START RECORDS SHOWN

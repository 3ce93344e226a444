//! Tracing configuration module for structured logging and observability
//!
//! Applications (the CLI and the HTTP server) configure subscribers here;
//! the library itself only emits spans and events through the helpers in
//! [`spans`] and [`events`]. Console output goes to stderr so stdout stays
//! free for results.

#[cfg(feature = "cli")]
use tracing_subscriber::{layer::SubscriberExt, util::SubscriberInitExt, EnvFilter, Registry};

/// Configuration for tracing output format
#[derive(Debug, Clone, Copy, PartialEq, Eq)]
pub enum TracingFormat {
    /// Human-readable console output with colors (default for CLI)
    Console,
    /// Compact console output for CI environments
    Compact,
    /// JSON structured logging for production environments
    #[cfg(feature = "tracing-json")]
    Json,
}

/// Configuration for tracing output destination
#[derive(Debug, Clone, PartialEq, Eq)]
pub enum TracingOutput {
    /// Output to stderr (default)
    Console,
    /// Output to a file
    #[cfg(feature = "tracing-files")]
    File(std::path::PathBuf),
    /// Output to both console and file
    #[cfg(feature = "tracing-files")]
    Both(std::path::PathBuf),
}

/// Keeps background log writers alive; drop it only at shutdown
#[derive(Debug, Default)]
#[must_use = "dropping the guard stops file logging"]
pub struct TracingGuard {
    #[cfg(feature = "tracing-files")]
    _file_guard: Option<tracing_appender::non_blocking::WorkerGuard>,
}

/// Tracing configuration builder
#[derive(Debug)]
pub struct TracingConfig {
    /// Verbosity level (maps to log levels)
    pub verbosity: u8,
    /// Output format
    pub format: TracingFormat,
    /// Output destination
    pub output: TracingOutput,
    /// Environment filter string (overrides verbosity if set)
    pub env_filter: Option<String>,
    /// Session ID for correlation
    pub session_id: Option<String>,
}

impl Default for TracingConfig {
    fn default() -> Self {
        Self {
            verbosity: 0,
            format: TracingFormat::Console,
            output: TracingOutput::Console,
            env_filter: None,
            session_id: None,
        }
    }
}

impl TracingConfig {
    /// Create a new tracing configuration
    #[must_use]
    pub fn new() -> Self {
        Self::default()
    }

    /// Set verbosity level (0-3+)
    #[must_use]
    pub fn with_verbosity(mut self, verbosity: u8) -> Self {
        self.verbosity = verbosity;
        self
    }

    /// Set output format
    #[must_use]
    pub fn with_format(mut self, format: TracingFormat) -> Self {
        self.format = format;
        self
    }

    /// Set output destination
    #[must_use]
    pub fn with_output(mut self, output: TracingOutput) -> Self {
        self.output = output;
        self
    }

    /// Set custom environment filter
    #[must_use]
    pub fn with_env_filter<S: Into<String>>(mut self, filter: S) -> Self {
        self.env_filter = Some(filter.into());
        self
    }

    /// Set session ID for request correlation
    #[must_use]
    pub fn with_session_id<S: Into<String>>(mut self, session_id: S) -> Self {
        self.session_id = Some(session_id.into());
        self
    }

    /// Convert verbosity level to tracing filter string
    #[must_use]
    pub fn verbosity_to_filter(&self) -> &'static str {
        match self.verbosity {
            0 => "info",  // Default: uploads, outcomes, server lifecycle
            1 => "debug", // -v: stage transitions, locators, backend calls
            _ => "trace", // -vv+: HTTP client internals
        }
    }

    /// Initialize tracing subscriber based on configuration
    ///
    /// # Errors
    /// - Invalid filter directive
    /// - A global subscriber is already installed
    #[cfg(feature = "cli")]
    pub fn init(self) -> anyhow::Result<TracingGuard> {
        use tracing_subscriber::fmt;
        #[cfg(feature = "tracing-files")]
        use tracing_subscriber::Layer as _;

        let filter = if let Some(env_filter) = &self.env_filter {
            EnvFilter::try_new(env_filter)?
        } else {
            EnvFilter::try_new(self.verbosity_to_filter())?
        };

        let registry = Registry::default().with(filter);
        #[allow(unused_mut)]
        let mut guard = TracingGuard::default();

        match (&self.format, &self.output) {
            (TracingFormat::Console, TracingOutput::Console) => {
                let fmt_layer = fmt::layer()
                    .with_writer(std::io::stderr)
                    .with_ansi(true)
                    .with_target(false)
                    .with_level(true)
                    .compact();
                registry.with(fmt_layer).try_init()?;
            },

            (TracingFormat::Compact, TracingOutput::Console) => {
                let fmt_layer = fmt::layer()
                    .with_writer(std::io::stderr)
                    .with_ansi(false)
                    .with_target(false)
                    .compact();
                registry.with(fmt_layer).try_init()?;
            },

            #[cfg(feature = "tracing-json")]
            (TracingFormat::Json, TracingOutput::Console) => {
                let fmt_layer = fmt::layer()
                    .with_writer(std::io::stderr)
                    .json()
                    .with_current_span(true)
                    .with_span_list(true);
                registry.with(fmt_layer).try_init()?;
            },

            #[cfg(feature = "tracing-files")]
            (format, TracingOutput::File(path)) => {
                let (file_writer, file_guard) = file_writer(path);
                guard._file_guard = Some(file_guard);

                let fmt_layer = match format {
                    TracingFormat::Console | TracingFormat::Compact => fmt::layer()
                        .with_ansi(false)
                        .with_writer(file_writer)
                        .compact()
                        .boxed(),
                    #[cfg(feature = "tracing-json")]
                    TracingFormat::Json => fmt::layer()
                        .json()
                        .with_writer(file_writer)
                        .with_current_span(true)
                        .with_span_list(true)
                        .boxed(),
                };
                registry.with(fmt_layer).try_init()?;
            },

            #[cfg(feature = "tracing-files")]
            (format, TracingOutput::Both(path)) => {
                let console_layer = match format {
                    TracingFormat::Console => fmt::layer()
                        .with_writer(std::io::stderr)
                        .with_ansi(true)
                        .with_target(false)
                        .compact()
                        .boxed(),
                    TracingFormat::Compact => fmt::layer()
                        .with_writer(std::io::stderr)
                        .with_ansi(false)
                        .with_target(false)
                        .compact()
                        .boxed(),
                    #[cfg(feature = "tracing-json")]
                    TracingFormat::Json => fmt::layer()
                        .with_writer(std::io::stderr)
                        .json()
                        .with_current_span(true)
                        .with_span_list(true)
                        .boxed(),
                };

                let (file_writer, file_guard) = file_writer(path);
                guard._file_guard = Some(file_guard);
                let file_layer = fmt::layer()
                    .with_ansi(false)
                    .with_writer(file_writer)
                    .compact();

                registry.with(console_layer).with(file_layer).try_init()?;
            },
        }

        if let Some(session_id) = &self.session_id {
            tracing::info!(session_id = %session_id, "🚀 bg-eraser session started");
        }

        Ok(guard)
    }
}

#[cfg(feature = "tracing-files")]
fn file_writer(
    path: &std::path::Path,
) -> (
    tracing_appender::non_blocking::NonBlocking,
    tracing_appender::non_blocking::WorkerGuard,
) {
    let appender = tracing_appender::rolling::never(
        path.parent().unwrap_or_else(|| std::path::Path::new(".")),
        path.file_name()
            .unwrap_or_else(|| std::ffi::OsStr::new("bg-eraser.log")),
    );
    tracing_appender::non_blocking(appender)
}

/// Convenience function to initialize tracing with CLI-friendly defaults
///
/// # Errors
/// - Subscriber initialization failures
#[cfg(feature = "cli")]
pub fn init_cli_tracing(verbosity: u8) -> anyhow::Result<TracingGuard> {
    let session_id = uuid::Uuid::new_v4().to_string();

    TracingConfig::new()
        .with_verbosity(verbosity)
        .with_format(TracingFormat::Console)
        .with_session_id(session_id)
        .init()
}

/// Span creation helpers for common operations
pub mod spans {
    use tracing::{Level, Span};

    /// Span covering one pipeline run
    pub fn upload(file_name: &str, size_bytes: u64) -> Span {
        tracing::span!(
            Level::INFO,
            "upload",
            file_name = %file_name,
            size_bytes = size_bytes
        )
    }

    /// Span covering the call to a removal backend
    pub fn removal(backend: &str) -> Span {
        tracing::span!(Level::INFO, "removal", backend = %backend)
    }

    /// Span covering one artifact write
    pub fn storage_write(bucket: crate::types::Bucket) -> Span {
        tracing::span!(Level::DEBUG, "storage_write", bucket = %bucket)
    }

    /// Span covering a batch of CLI inputs
    pub fn batch_processing(file_count: usize) -> Span {
        tracing::span!(Level::INFO, "batch_processing", file_count = file_count)
    }

    /// Span covering one HTTP upload request
    pub fn http_upload(request_id: &str) -> Span {
        tracing::span!(Level::INFO, "http_upload", request_id = %request_id)
    }
}

/// Event helpers for common logging patterns
pub mod events {
    use crate::{error::BgEraserError, types::PipelineStage};
    use tracing::{info, warn};

    /// A run finished with both artifacts stored
    pub fn upload_completed(original: &str, processed: &str, total_ms: u64) {
        info!(
            original = %original,
            processed = %processed,
            total_ms = total_ms,
            "✅ Upload processed"
        );
    }

    /// A run ended in an error
    pub fn upload_failed(stage: PipelineStage, error: &BgEraserError) {
        let kind = error.kind();
        if kind.is_rejection() {
            info!(stage = %stage, kind = %kind, error = %error, "Upload rejected");
        } else {
            warn!(stage = %stage, kind = %kind, error = %error, "❌ Upload failed");
        }
    }

    /// Log a user-facing progress update
    pub fn progress(message: &str, emoji: &str) {
        info!("{} {}", emoji, message);
    }
}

END RECORDS SHOWN

The answer must consist of every line above that contains the word "helpers".

- [REPLY]:
//! the library itself only emits spans and events through the helpers in
/// Span creation helpers for common operations
/// Event helpers for common logging patterns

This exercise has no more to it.